5. What emergency plans for treatment of anaphylaxis should be in place?

·      There should be a written action plan describing steps to take in an emergency. For children known to be at risk for anaphylaxis a physician’s order for epinephrine in case of emergency should be obtained.  School staff should have written instructions from the physician, signed by the parents, on file.  (Per Position Statement, of the American Academy of Allergy, Asthma & Immunology.)

·      For any child with no previous history of anaphylactic reaction, discuss with the school physician/medical advisor the possibility of having a standing order to enable the immediate emergency use of epinephrine.

·         Plan to call 911 as soon as epinephrine is administered.  DO NOT DELAY!

·         Conduct an emergency drill. (e.g., Do local EMTs carry epinephrine?  Is the epinephrine in the school quickly available for use – not locked in a cabinet?)

 

“Epinephrine is the first drug that should be used in the emergency management of a child having a potentially life-threatening allergic reaction…There are no contraindications to the use of epinephrine for a life-threatening allergic reaction.”  

“All individuals receiving emergency epinephrine should immediately be transported to a hospital even if symptoms appear to have resolved… Further treatments may be required, and therefore observation in a hospital setting is necessary. ..Additional epinephrine should be available during transport.”
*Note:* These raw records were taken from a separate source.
//! Account registration and maintenance.

use std::sync::Arc;

use async_trait::async_trait;
use tracing::info;

use crate::domain::error_mapping::{map_hash_error, map_user_persistence_error};
use crate::domain::ports::{
    CredentialHasher, UserAccountsCommand, UserAccountsQuery, UserRepository,
};
use crate::domain::{Error, Registration, User, UserId, UserRecord};

pub const USER_NOT_FOUND_MESSAGE: &str = "User not found";

/// Service implementing the account command and query ports.
#[derive(Clone)]
pub struct UserAccountsService<R, H> {
    users: Arc<R>,
    hasher: Arc<H>,
}

impl<R, H> UserAccountsService<R, H> {
    pub fn new(users: Arc<R>, hasher: Arc<H>) -> Self {
        Self { users, hasher }
    }
}

impl<R, H> UserAccountsService<R, H>
where
    R: UserRepository,
    H: CredentialHasher,
{
    async fn record_for(&self, registration: &Registration) -> Result<UserRecord, Error> {
        let password_hash = self
            .hasher
            .hash(registration.password())
            .await
            .map_err(map_hash_error)?;
        Ok(UserRecord {
            username: registration.username().clone(),
            email: registration.email().clone(),
            password_hash,
        })
    }
}

#[async_trait]
impl<R, H> UserAccountsCommand for UserAccountsService<R, H>
where
    R: UserRepository,
    H: CredentialHasher,
{
    async fn register(&self, registration: &Registration) -> Result<User, Error> {
        let record = self.record_for(registration).await?;
        let user = self
            .users
            .create(&record)
            .await
            .map_err(map_user_persistence_error)?;
        info!(user_id = %user.id(), "registered user");
        Ok(user)
    }

    async fn update(&self, id: UserId, registration: &Registration) -> Result<User, Error> {
        // The password is re-hashed on every update, changed or not.
        let record = self.record_for(registration).await?;
        self.users
            .update(id, &record)
            .await
            .map_err(map_user_persistence_error)?
            .ok_or_else(|| Error::not_found(USER_NOT_FOUND_MESSAGE))
    }

    async fn delete(&self, id: UserId) -> Result<(), Error> {
        let removed = self
            .users
            .delete(id)
            .await
            .map_err(map_user_persistence_error)?;
        if !removed {
            return Err(Error::not_found(USER_NOT_FOUND_MESSAGE));
        }
        info!(user_id = %id, "deleted user");
        Ok(())
    }
}

#[async_trait]
impl<R, H> UserAccountsQuery for UserAccountsService<R, H>
where
    R: UserRepository,
    H: CredentialHasher,
{
    async fn get(&self, id: UserId) -> Result<User, Error> {
        self.users
            .find_by_id(id)
            .await
            .map_err(map_user_persistence_error)?
            .ok_or_else(|| Error::not_found(USER_NOT_FOUND_MESSAGE))
    }
}
//! Simulation constants and defaults

/// Default gravitational acceleration (Earth, m/s²)
pub const DEFAULT_GRAVITY: f64 = 9.81;

/// Length of every pendulum arm
pub const ARM_LENGTH: f64 = 1.0;

/// Number of links in the chain
pub const NUM_LINKS: usize = 3;

/// State dimension: three angles followed by three angular velocities
pub const STATE_DIM: usize = 2 * NUM_LINKS;

/// Default integration timestep
pub const SIM_TIMESTEP: f64 = 0.002;

/// Default number of integration substeps per rendered frame
pub const SIM_SUBSTEPS: usize = 6;

/// Reach of the chain tip along either axis, `[-REACH, REACH]`
pub const REACH: f64 = NUM_LINKS as f64 * ARM_LENGTH;

/// Decimal digits used when a sample is displayed or exported
pub const SAMPLE_PRECISION: usize = 4;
From American Academy of Allergy, Asthma and Immunology (AAAAI) Position Statement.  Treatment Strategies.

 

6.      6. Other issues to plan for, e.g.:

Re-entry to school after a traumatic incident

Review existing policies and procedures and 
create new ones if necessary

Reference:

*For AAAAI Position statement see:  http://www.aaaai.org/media/resources/position_statements/ps34.stm

Disclaimer:  AAFA/New England Chapter, including all parties to or associated with this resource packet, will not be held responsible for any action taken by readers as a result of their reading of this packet.  Readers are encouraged to discuss medical treatment with the school physician and students’ physicians.©1999.